#### Working data

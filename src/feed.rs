//! Push-based subscription feeds
//!
//! `Feed<T>` fans a value out to every current subscriber; `StateCell<S>`
//! holds a lifecycle state and publishes only actual changes.

use parking_lot::Mutex;
use tokio::sync::broadcast;
use tracing::warn;

use crate::types::Lifecycle;

/// Buffered notifications per subscriber before it starts lagging
pub const DEFAULT_FEED_CAPACITY: usize = 256;

/// Multi-subscriber notification feed
///
/// Publishing never blocks and never fails: with no subscribers the value is
/// dropped, and a lagging subscriber loses the oldest values.
#[derive(Debug, Clone)]
pub struct Feed<T> {
    sender: broadcast::Sender<T>,
}

impl<T: Clone> Feed<T> {
    pub fn new(capacity: usize) -> Self {
        let (sender, _) = broadcast::channel(capacity);
        Self { sender }
    }

    /// Deliver a value to all current subscribers
    pub fn publish(&self, value: T) {
        let _ = self.sender.send(value);
    }

    /// Subscribe to values published from now on
    pub fn subscribe(&self) -> broadcast::Receiver<T> {
        self.sender.subscribe()
    }

    pub fn subscriber_count(&self) -> usize {
        self.sender.receiver_count()
    }
}

impl<T: Clone> Default for Feed<T> {
    fn default() -> Self {
        Self::new(DEFAULT_FEED_CAPACITY)
    }
}

/// Lifecycle state with a change-only notification feed
#[derive(Debug)]
pub struct StateCell<S> {
    current: Mutex<S>,
    changes: Feed<S>,
}

impl<S: Lifecycle> StateCell<S> {
    pub fn new(initial: S) -> Self {
        Self {
            current: Mutex::new(initial),
            changes: Feed::default(),
        }
    }

    pub fn get(&self) -> S {
        *self.current.lock()
    }

    /// Move to `next`
    ///
    /// Returns true when the state changed. Same-state requests are silent
    /// no-ops; invalid transitions are refused and logged.
    pub fn transition(&self, next: S) -> bool {
        let mut current = self.current.lock();
        if *current == next {
            return false;
        }
        if !current.can_transition_to(next) {
            warn!("Refusing invalid transition {:?} -> {:?}", *current, next);
            return false;
        }
        *current = next;
        // Published under the lock so subscribers see transitions in order
        self.changes.publish(next);
        true
    }

    pub fn subscribe(&self) -> broadcast::Receiver<S> {
        self.changes.subscribe()
    }
}
//! Basic type definitions for the chat core
//!
//! Provides:
//! - `ClientId`: UUID-based registry key for one live server-side connection
//! - `ConnectionStatus`: client-side lifecycle state
//! - `ServerStatus`: server-side hosting state
//!
//! Both status enums implement [`Lifecycle`], which encodes the transitions
//! each state machine accepts.

use std::fmt;

use uuid::Uuid;

/// Unique client identifier (newtype pattern)
///
/// Wraps a UUID v4 for type-safe client identification.
/// Implements Hash and Eq for use as HashMap keys.
#[derive(Debug, Clone, Copy, PartialEq, Eq, Hash)]
pub struct ClientId(pub Uuid);

impl ClientId {
    /// Create a new random client ID
    pub fn new() -> Self {
        Self(Uuid::new_v4())
    }
}

impl Default for ClientId {
    fn default() -> Self {
        Self::new()
    }
}

impl fmt::Display for ClientId {
    fn fmt(&self, f: &mut fmt::Formatter<'_>) -> fmt::Result {
        write!(f, "{}", self.0)
    }
}

/// A state machine value with a fixed set of valid transitions
pub trait Lifecycle: Copy + PartialEq + fmt::Debug + Send + Sync + 'static {
    /// Whether moving from `self` to `next` is allowed
    fn can_transition_to(self, next: Self) -> bool;
}

/// Client connection status
#[derive(Debug, Clone, Copy, PartialEq, Eq, Hash, Default)]
pub enum ConnectionStatus {
    #[default]
    Disconnected,
    Connecting,
    Connected,
    Error,
}

impl Lifecycle for ConnectionStatus {
    fn can_transition_to(self, next: Self) -> bool {
        use ConnectionStatus::*;
        matches!(
            (self, next),
            (Disconnected, Connecting)
                | (Connecting, Connected)
                | (Connecting, Error)
                | (Connected, Disconnected)
                | (Error, Disconnected)
        )
    }
}

impl fmt::Display for ConnectionStatus {
    fn fmt(&self, f: &mut fmt::Formatter<'_>) -> fmt::Result {
        let name = match self {
            ConnectionStatus::Disconnected => "disconnected",
            ConnectionStatus::Connecting => "connecting",
            ConnectionStatus::Connected => "connected",
            ConnectionStatus::Error => "error",
        };
        f.write_str(name)
    }
}

/// Server hosting status
#[derive(Debug, Clone, Copy, PartialEq, Eq, Hash, Default)]
pub enum ServerStatus {
    #[default]
    Stopped,
    Starting,
    Running,
    Error,
}

impl Lifecycle for ServerStatus {
    fn can_transition_to(self, next: Self) -> bool {
        use ServerStatus::*;
        matches!(
            (self, next),
            (Stopped, Starting)
                | (Starting, Running)
                | (Starting, Error)
                | (Running, Stopped)
                | (Error, Stopped)
        )
    }
}

impl fmt::Display for ServerStatus {
    fn fmt(&self, f: &mut fmt::Formatter<'_>) -> fmt::Result {
        let name = match self {
            ServerStatus::Stopped => "stopped",
            ServerStatus::Starting => "starting",
            ServerStatus::Running => "running",
            ServerStatus::Error => "error",
        };
        f.write_str(name)
    }
}
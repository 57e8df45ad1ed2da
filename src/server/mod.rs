//! Server side of the chat core
//!
//! One `ConnectionRegistry` is shared by the `StreamHandler` (one read loop
//! per accepted connection), the `BroadcastService` facade and, through the
//! handler, the `ServerHost` that accepts connections.

pub mod broadcast;
pub mod handler;
pub mod host;
pub mod registry;

use std::sync::Arc;

use crate::config::ServerConfig;

pub use broadcast::BroadcastService;
pub use handler::StreamHandler;
pub use host::ServerHost;
pub use registry::{ConnectionRegistry, MessageSink};

/// Wire a host and its broadcast facade around one shared registry
///
/// Must be called inside a tokio runtime.
pub fn build(config: ServerConfig) -> (ServerHost, BroadcastService) {
    let registry = Arc::new(ConnectionRegistry::new());
    let handler = Arc::new(StreamHandler::new(registry, config.max_message_size));
    let broadcast = BroadcastService::new(Arc::clone(&handler));
    (ServerHost::new(config, handler), broadcast)
}
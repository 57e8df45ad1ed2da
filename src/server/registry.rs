//! Server connection registry
//!
//! Maps each live connection's `ClientId` to the writer feeding its socket and
//! fans messages out to them. The map lives behind a `parking_lot::RwLock`
//! that is never held across an `.await`: broadcast copies a snapshot of the
//! recipients and releases the lock before writing.

use std::collections::HashMap;
use std::sync::Arc;

use async_trait::async_trait;
use parking_lot::RwLock;
use tokio::sync::{broadcast, mpsc};
use tracing::{debug, warn};

use crate::error::{ChatError, Result};
use crate::feed::Feed;
use crate::message::WireMessage;
use crate::types::ClientId;

/// Write side of one registered connection
#[async_trait]
pub trait MessageSink: Send + Sync {
    async fn write(&self, message: WireMessage) -> Result<()>;
}

/// Feeds the connection's write task
#[async_trait]
impl MessageSink for mpsc::Sender<WireMessage> {
    async fn write(&self, message: WireMessage) -> Result<()> {
        self.send(message)
            .await
            .map_err(|_| ChatError::Transport("connection writer closed".to_string()))
    }
}

/// Concurrency-safe id -> writer map with isolated fan-out
pub struct ConnectionRegistry {
    clients: RwLock<HashMap<ClientId, Arc<dyn MessageSink>>>,
    count_changes: Feed<usize>,
}

impl ConnectionRegistry {
    pub fn new() -> Self {
        Self {
            clients: RwLock::new(HashMap::new()),
            count_changes: Feed::default(),
        }
    }

    /// Add a writer under a fresh id and publish the new count
    pub fn register(&self, writer: Arc<dyn MessageSink>) -> ClientId {
        let mut clients = self.clients.write();

        let client_id = loop {
            let id = ClientId::new();
            if !clients.contains_key(&id) {
                break id;
            }
        };

        clients.insert(client_id, writer);
        self.count_changes.publish(clients.len());
        debug!("Registered {}, total clients: {}", client_id, clients.len());

        client_id
    }

    /// Remove `client_id` if present
    ///
    /// Publishes the current count either way. Returns whether it was present.
    pub fn unregister(&self, client_id: ClientId) -> bool {
        let mut clients = self.clients.write();
        let removed = clients.remove(&client_id).is_some();
        self.count_changes.publish(clients.len());

        if removed {
            debug!("Unregistered {}, total clients: {}", client_id, clients.len());
        }
        removed
    }

    pub fn connected_count(&self) -> usize {
        self.clients.read().len()
    }

    pub fn contains(&self, client_id: ClientId) -> bool {
        self.clients.read().contains_key(&client_id)
    }

    /// Subscribe to the live connection count
    pub fn count_changes(&self) -> broadcast::Receiver<usize> {
        self.count_changes.subscribe()
    }

    /// Write `message` to every registered connection except `exclude`
    ///
    /// A failed write only affects its own recipient: delivery to the rest
    /// continues, and failed recipients are unregistered after the pass.
    /// Returns the number of successful deliveries.
    pub async fn broadcast(&self, message: &WireMessage, exclude: Option<ClientId>) -> usize {
        let recipients: Vec<(ClientId, Arc<dyn MessageSink>)> = self
            .clients
            .read()
            .iter()
            .filter(|(id, _)| Some(**id) != exclude)
            .map(|(id, writer)| (*id, Arc::clone(writer)))
            .collect();

        let mut delivered = 0;
        let mut failed = Vec::new();

        for (client_id, writer) in recipients {
            match writer.write(message.clone()).await {
                Ok(()) => delivered += 1,
                Err(e) => {
                    warn!("Write to {} failed: {}", client_id, e);
                    failed.push(client_id);
                }
            }
        }

        for client_id in failed {
            self.unregister(client_id);
        }

        delivered
    }
}

impl Default for ConnectionRegistry {
    fn default() -> Self {
        Self::new()
    }
}

#[cfg(test)]
mod tests {
    use super::*;
    use parking_lot::Mutex;

    #[derive(Default)]
    struct RecordingSink {
        received: Mutex<Vec<WireMessage>>,
    }

    impl RecordingSink {
        fn contents(&self) -> Vec<String> {
            self.received.lock().iter().map(|m| m.content.clone()).collect()
        }
    }

    #[async_trait]
    impl MessageSink for RecordingSink {
        async fn write(&self, message: WireMessage) -> Result<()> {
            self.received.lock().push(message);
            Ok(())
        }
    }

    struct FailingSink;

    #[async_trait]
    impl MessageSink for FailingSink {
        async fn write(&self, _message: WireMessage) -> Result<()> {
            Err(ChatError::Transport("broken pipe".to_string()))
        }
    }

    fn message(content: &str) -> WireMessage {
        WireMessage {
            content: content.to_string(),
            sender: "Server".to_string(),
            timestamp: 0,
        }
    }

    #[test]
    fn test_count_tracks_register_and_unregister() {
        let registry = ConnectionRegistry::new();
        let mut ids = Vec::new();

        for _ in 0..5 {
            ids.push(registry.register(Arc::new(RecordingSink::default())));
        }
        assert_eq!(registry.connected_count(), 5);

        assert!(registry.unregister(ids[1]));
        assert!(registry.unregister(ids[3]));
        assert_eq!(registry.connected_count(), 3);

        // Unknown and repeated ids are no-ops
        assert!(!registry.unregister(ids[1]));
        assert!(!registry.unregister(ClientId::new()));
        assert_eq!(registry.connected_count(), 3);
    }

    #[tokio::test]
    async fn test_count_published_on_every_change() {
        let registry = ConnectionRegistry::new();
        let mut counts = registry.count_changes();

        let a = registry.register(Arc::new(RecordingSink::default()));
        let _b = registry.register(Arc::new(RecordingSink::default()));
        registry.unregister(a);
        registry.unregister(a);

        assert_eq!(counts.recv().await.unwrap(), 1);
        assert_eq!(counts.recv().await.unwrap(), 2);
        assert_eq!(counts.recv().await.unwrap(), 1);
        assert_eq!(counts.recv().await.unwrap(), 1);
    }

    #[tokio::test]
    async fn test_broadcast_isolates_failing_recipient() {
        let registry = ConnectionRegistry::new();
        let first = Arc::new(RecordingSink::default());
        let third = Arc::new(RecordingSink::default());

        registry.register(first.clone());
        let broken = registry.register(Arc::new(FailingSink));
        registry.register(third.clone());
        assert_eq!(registry.connected_count(), 3);

        let delivered = registry.broadcast(&message("ping"), None).await;

        assert_eq!(delivered, 2);
        assert_eq!(first.contents(), vec!["ping"]);
        assert_eq!(third.contents(), vec!["ping"]);
        assert!(!registry.contains(broken));
        assert_eq!(registry.connected_count(), 2);
    }

    #[tokio::test]
    async fn test_broadcast_excludes_sender() {
        let registry = ConnectionRegistry::new();
        let sender = Arc::new(RecordingSink::default());
        let other = Arc::new(RecordingSink::default());

        let sender_id = registry.register(sender.clone());
        registry.register(other.clone());

        let delivered = registry.broadcast(&message("hello"), Some(sender_id)).await;

        assert_eq!(delivered, 1);
        assert!(sender.contents().is_empty());
        assert_eq!(other.contents(), vec!["hello"]);
    }

    #[tokio::test]
    async fn test_broadcast_to_empty_registry() {
        let registry = ConnectionRegistry::new();
        assert_eq!(registry.broadcast(&message("nobody"), None).await, 0);
    }

    #[tokio::test]
    async fn test_channel_sink_reports_closed_writer() {
        let (tx, rx) = mpsc::channel::<WireMessage>(1);
        drop(rx);

        let registry = ConnectionRegistry::new();
        let id = registry.register(Arc::new(tx));

        assert_eq!(registry.broadcast(&message("lost"), None).await, 0);
        assert!(!registry.contains(id));
    }

    #[tokio::test]
    async fn test_concurrent_registration() {
        let registry = Arc::new(ConnectionRegistry::new());
        let mut tasks = Vec::new();

        for _ in 0..32 {
            let registry = Arc::clone(&registry);
            tasks.push(tokio::spawn(async move {
                let id = registry.register(Arc::new(RecordingSink::default()));
                registry.broadcast(&message("hi"), Some(id)).await;
                id
            }));
        }

        let mut ids = Vec::new();
        for task in tasks {
            ids.push(task.await.unwrap());
        }
        assert_eq!(registry.connected_count(), 32);

        for id in ids.iter().take(10) {
            registry.unregister(*id);
        }
        assert_eq!(registry.connected_count(), 22);
    }
}
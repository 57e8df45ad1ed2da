//! Client channel configuration
//!
//! A `Channel` is a validated server endpoint plus the limits the transport
//! applies when it opens a stream to it.

use tokio_tungstenite::tungstenite::protocol::WebSocketConfig;
use tracing::warn;

use crate::config::MAX_MESSAGE_SIZE;
use crate::error::{ChatError, Result};

/// How far the client trusts the transport to the server
#[derive(Debug, Clone, Copy, PartialEq, Eq)]
pub enum TransportTrust {
    /// Only `https://` / `wss://` endpoints are accepted
    Verified,
    /// Plaintext `http://` / `ws://` endpoints are accepted.
    ///
    /// INSECURE: traffic is unencrypted and the server is not authenticated.
    /// Development use only; never ship this in production.
    InsecureDevelopment,
}

/// Limits and trust mode for a channel
#[derive(Debug, Clone)]
pub struct ChannelOptions {
    pub max_send_message_size: usize,
    pub max_receive_message_size: usize,
    pub trust: TransportTrust,
}

impl ChannelOptions {
    /// Development posture: 5 MiB each way, plaintext allowed
    pub fn development() -> Self {
        Self {
            max_send_message_size: MAX_MESSAGE_SIZE,
            max_receive_message_size: MAX_MESSAGE_SIZE,
            trust: TransportTrust::InsecureDevelopment,
        }
    }
}

impl Default for ChannelOptions {
    fn default() -> Self {
        Self::development()
    }
}

/// A configured connection target
#[derive(Debug, Clone)]
pub struct Channel {
    url: String,
    options: ChannelOptions,
}

impl Channel {
    /// Build a channel for `address`
    ///
    /// `http`/`ws` map to `ws://`, `https`/`wss` map to `wss://`.
    pub fn for_address(address: &str, options: ChannelOptions) -> Result<Self> {
        let (url, secure) = websocket_url(address)?;

        if !secure {
            match options.trust {
                TransportTrust::Verified => {
                    return Err(ChatError::Connection(format!(
                        "plaintext address {} refused by verified transport",
                        address
                    )));
                }
                TransportTrust::InsecureDevelopment => {
                    warn!("Using insecure plaintext transport to {} (development only)", url);
                }
            }
        }

        Ok(Self { url, options })
    }

    pub fn url(&self) -> &str {
        &self.url
    }

    pub fn options(&self) -> &ChannelOptions {
        &self.options
    }

    /// WebSocket limits for the inbound direction
    pub fn websocket_config(&self) -> WebSocketConfig {
        let mut config = WebSocketConfig::default();
        config.max_message_size = Some(self.options.max_receive_message_size);
        config.max_frame_size = Some(self.options.max_receive_message_size);
        config
    }
}

fn websocket_url(address: &str) -> Result<(String, bool)> {
    let address = address.trim();
    let (scheme, rest) = address
        .split_once("://")
        .ok_or_else(|| ChatError::Connection(format!("address {} has no scheme", address)))?;

    let secure = match scheme.to_ascii_lowercase().as_str() {
        "http" | "ws" => false,
        "https" | "wss" => true,
        other => {
            return Err(ChatError::Connection(format!(
                "unsupported scheme {}",
                other
            )))
        }
    };

    if rest.is_empty() || rest.starts_with('/') {
        return Err(ChatError::Connection(format!(
            "address {} has no host",
            address
        )));
    }

    let scheme = if secure { "wss" } else { "ws" };
    Ok((format!("{}://{}", scheme, rest), secure))
}
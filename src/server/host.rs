//! Server host
//!
//! Owns the TCP listener and the accept loop. Each accepted connection runs in
//! its own task; on stop they get a grace period to finish before being
//! aborted.

use std::net::SocketAddr;
use std::sync::Arc;
use std::time::Duration;

use tokio::net::TcpListener;
use tokio::sync::{broadcast, Mutex};
use tokio::task::{JoinHandle, JoinSet};
use tokio_util::sync::CancellationToken;
use tracing::{error, info, warn};

use crate::config::ServerConfig;
use crate::error::{ChatError, Result};
use crate::feed::StateCell;
use crate::server::handler::StreamHandler;
use crate::types::ServerStatus;

struct Running {
    shutdown: CancellationToken,
    accept_task: JoinHandle<()>,
    local_addr: SocketAddr,
}

/// Starts and stops the chat server
pub struct ServerHost {
    config: ServerConfig,
    handler: Arc<StreamHandler>,
    status: StateCell<ServerStatus>,
    /// Live listener state; the lock also serializes start/stop
    running: Mutex<Option<Running>>,
}

impl ServerHost {
    pub fn new(config: ServerConfig, handler: Arc<StreamHandler>) -> Self {
        Self {
            config,
            handler,
            status: StateCell::new(ServerStatus::Stopped),
            running: Mutex::new(None),
        }
    }

    pub fn status(&self) -> ServerStatus {
        self.status.get()
    }

    /// Change-only feed of status transitions
    pub fn status_changes(&self) -> broadcast::Receiver<ServerStatus> {
        self.status.subscribe()
    }

    /// Address the listener is bound to while running
    pub async fn local_addr(&self) -> Option<SocketAddr> {
        self.running.lock().await.as_ref().map(|r| r.local_addr)
    }

    /// Bind the listener and start accepting connections
    pub async fn start(&self) -> Result<()> {
        let mut running = self.running.lock().await;

        match self.status.get() {
            ServerStatus::Running => {
                return Err(ChatError::ServerStart("Server is already running".to_string()))
            }
            ServerStatus::Error => {
                self.status.transition(ServerStatus::Stopped);
            }
            _ => {}
        }

        self.status.transition(ServerStatus::Starting);

        let (listener, local_addr) = match bind(&self.config.bind_addr()).await {
            Ok(bound) => bound,
            Err(e) => {
                self.status.transition(ServerStatus::Error);
                error!("Failed to start server: {}", e);
                return Err(ChatError::ServerStart(e.to_string()));
            }
        };

        let shutdown = CancellationToken::new();
        let accept_task = tokio::spawn(accept_loop(
            listener,
            Arc::clone(&self.handler),
            shutdown.clone(),
            self.config.shutdown_grace,
        ));

        *running = Some(Running {
            shutdown,
            accept_task,
            local_addr,
        });
        self.status.transition(ServerStatus::Running);
        info!("Chat server listening on {}", local_addr);

        Ok(())
    }

    /// Stop accepting, drain connections, and return to Stopped
    ///
    /// Calling it when the server is not running is a no-op.
    pub async fn stop(&self) -> Result<()> {
        let mut running = self.running.lock().await;

        let Some(active) = running.take() else {
            self.status.transition(ServerStatus::Stopped);
            return Ok(());
        };

        info!("Stopping chat server on {}", active.local_addr);
        active.shutdown.cancel();
        let result = active.accept_task.await;

        self.status.transition(ServerStatus::Stopped);
        info!("Chat server stopped");

        result.map_err(|e| ChatError::ServerStop(e.to_string()))
    }
}

impl Drop for ServerHost {
    fn drop(&mut self) {
        if let Some(active) = self.running.get_mut().take() {
            active.shutdown.cancel();
        }
    }
}

async fn bind(addr: &str) -> std::io::Result<(TcpListener, SocketAddr)> {
    let listener = TcpListener::bind(addr).await?;
    let local_addr = listener.local_addr()?;
    Ok((listener, local_addr))
}

async fn accept_loop(
    listener: TcpListener,
    handler: Arc<StreamHandler>,
    shutdown: CancellationToken,
    grace: Duration,
) {
    let mut connections = JoinSet::new();

    loop {
        tokio::select! {
            _ = shutdown.cancelled() => break,
            accepted = listener.accept() => match accepted {
                Ok((stream, addr)) => {
                    info!("New connection from {}", addr);
                    let handler = Arc::clone(&handler);
                    let shutdown = shutdown.clone();

                    // Spawn handler task for each connection
                    connections.spawn(async move {
                        if let Err(e) = handler.handle_connection(stream, shutdown).await {
                            error!("Connection handler error: {}", e);
                        }
                    });
                }
                Err(e) => {
                    error!("Failed to accept connection: {}", e);
                }
            },
            Some(_) = connections.join_next(), if !connections.is_empty() => {}
        }
    }

    drop(listener);

    let drained = tokio::time::timeout(grace, async {
        while connections.join_next().await.is_some() {}
    })
    .await;

    if drained.is_err() {
        warn!(
            "{} connections still open after {:?}, aborting",
            connections.len(),
            grace
        );
        connections.shutdown().await;
    }
}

########

* Work required: Would you print exactly, and only, the lines of the data above from the line with "async fn test_broadcast_isolates_failing_recipient()" through the line with "let id = registry.register(Arc::new(tx));", inclusive?

* Solution to the exercise:
    async fn test_broadcast_isolates_failing_recipient() {
        let registry = ConnectionRegistry::new();
        let first = Arc::new(RecordingSink::default());
        let third = Arc::new(RecordingSink::default());

        registry.register(first.clone());
        let broken = registry.register(Arc::new(FailingSink));
        registry.register(third.clone());
        assert_eq!(registry.connected_count(), 3);

        let delivered = registry.broadcast(&message("ping"), None).await;

        assert_eq!(delivered, 2);
        assert_eq!(first.contents(), vec!["ping"]);
        assert_eq!(third.contents(), vec!["ping"]);
        assert!(!registry.contains(broken));
        assert_eq!(registry.connected_count(), 2);
    }

    #[tokio::test]
    async fn test_broadcast_excludes_sender() {
        let registry = ConnectionRegistry::new();
        let sender = Arc::new(RecordingSink::default());
        let other = Arc::new(RecordingSink::default());

        let sender_id = registry.register(sender.clone());
        registry.register(other.clone());

        let delivered = registry.broadcast(&message("hello"), Some(sender_id)).await;

        assert_eq!(delivered, 1);
        assert!(sender.contents().is_empty());
        assert_eq!(other.contents(), vec!["hello"]);
    }

    #[tokio::test]
    async fn test_broadcast_to_empty_registry() {
        let registry = ConnectionRegistry::new();
        assert_eq!(registry.broadcast(&message("nobody"), None).await, 0);
    }

    #[tokio::test]
    async fn test_channel_sink_reports_closed_writer() {
        let (tx, rx) = mpsc::channel::<WireMessage>(1);
        drop(rx);

        let registry = ConnectionRegistry::new();
        let id = registry.register(Arc::new(tx));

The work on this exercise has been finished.